Use fake (generated) images for faker opposed to real people

dmadisetti commented 2 years ago

Describe the bug

It looks like the faker images are just using some scraped profile list from ages back, and stored on a cloudflare bucket https://cloudflare-ipfs.com/ipfs/Qmd3W5DuhgHirLHGVixi6V76LhCkZUz6pnFt5AJBiyvHye/avatar/<number>.jpg

Opposed to using real images (I recognized one of the people lol), faker should maybe use fake images. Some ideas are

FaceGan: https://github.com/barisgecer/facegan
AvatarGan: https://github.com/aakashjhawar/AvatarGAN
Using avatar images that have documented consent

I would suggest just overwriting the cloudflare images (that way you have backwards compatibility, and you are no longer exposing the images). For that, you need to find the maintainer of the bucket (and also maybe build in some redundancy? I think this community is probably familiar with maverick devs), which looks like bogus, so I opened an issue there too.

Marked as a bug, because you should fix this (even though you are not directly responsible for the images)- I don't think it's responsible to be posting pictures of 1250 random people without their consent.

Reproduction

-

Additional Info

Tracking down the source of the initial images see:

ST-DDT commented 2 years ago

IMO the avatar should return an actual/fake avatar instead of a persons face. For persons faces we should add a separate api, that only returns fake faces.

dmadisetti commented 2 years ago

You could potentially use identicons (which is what github uses) which is actually a hash based on username: https://github.com/stewartlord/identicon.js

The images could be generated from your list of fake names.
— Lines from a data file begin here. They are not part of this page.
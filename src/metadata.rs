//! Unicode character metadata.
//!
//! The transformation engine is a pure consumer of this data: one record
//! is fetched per codepoint, read, and never mutated.

use unicode_general_category::{get_general_category, GeneralCategory};
use unicode_script::{Script, UnicodeScript};

/// The Unicode character data for one codepoint.
#[derive(Clone, Debug, PartialEq, Eq)]
pub struct CharRecord {
    /// The codepoint the record describes.
    pub codepoint: u32,
    /// The official Unicode character name, e.g. "ARABIC LETTER ALEF".
    pub name: String,
    /// The general category property value.
    pub category: GeneralCategory,
    /// The script property value.
    pub script: Script,
}

/// A source of Unicode character metadata, keyed by codepoint.
///
/// `None` means the codepoint has no entry. The engine reports that as
/// [`Error::NotFound`](crate::Error::NotFound) and never guesses a name.
pub trait UnicodeSource {
    /// Fetch the record for a codepoint, if the source has one.
    fn lookup(&self, codepoint: u32) -> Option<CharRecord>;
}

/// The bundled Unicode character database.
///
/// Surrogates, unassigned codepoints, and characters without an official
/// name (most control characters) have no record.
#[derive(Clone, Copy, Debug, Default)]
pub struct UcdSource;

impl UnicodeSource for UcdSource {
    fn lookup(&self, codepoint: u32) -> Option<CharRecord> {
        let chr = char::from_u32(codepoint)?;
        let name = unicode_names2::name(chr)?.to_string();
        Some(CharRecord {
            codepoint,
            name,
            category: get_general_category(chr),
            script: chr.script(),
        })
    }
}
I'd count this as a bonus since it could potentially allow for easier debugging (Alice/Bob/Camerons are always going to be associated with the same image).

prisis commented 2 years ago

We have some cases where real face images are needed, so a option to choose what type of avatar you want would be the best option

dmadisetti commented 2 years ago

Just an update from the guy on the README twitter com_messages_15894801-275195245

Shinigami92 commented 2 years ago

We have some cases where real face images are needed, so a option to choose what type of avatar you want would be the best option

Or at least provide an additional api, so we have image.avatar({ type }) and image.face(...) ...

dmadisetti commented 2 years ago

While this is an issue, I'm going to advocate for user images to be taken from across the race / gender spectrum. The current avatars are primarily white and male

import-brain commented 2 years ago

@Shinigami92 Should this be v6.2 or v7? I'm leaning towards v7, but I'll let you make the final decision

ST-DDT commented 2 years ago

I think we should not tag this for 6.2 as it is a major change in behavior. As for v7, I would like to use v7.0 mainly to do some cleanup and refactoring/renaming so I'm not sure whether this would fit there. We should give this its own feature version to give it its due attention, but I'm not sure when we will tackle this exactly. Maybe we can create a Future milestone for that, which would serve as a "Pull Backlog" for us and "Open for contributions" for others. What do you think?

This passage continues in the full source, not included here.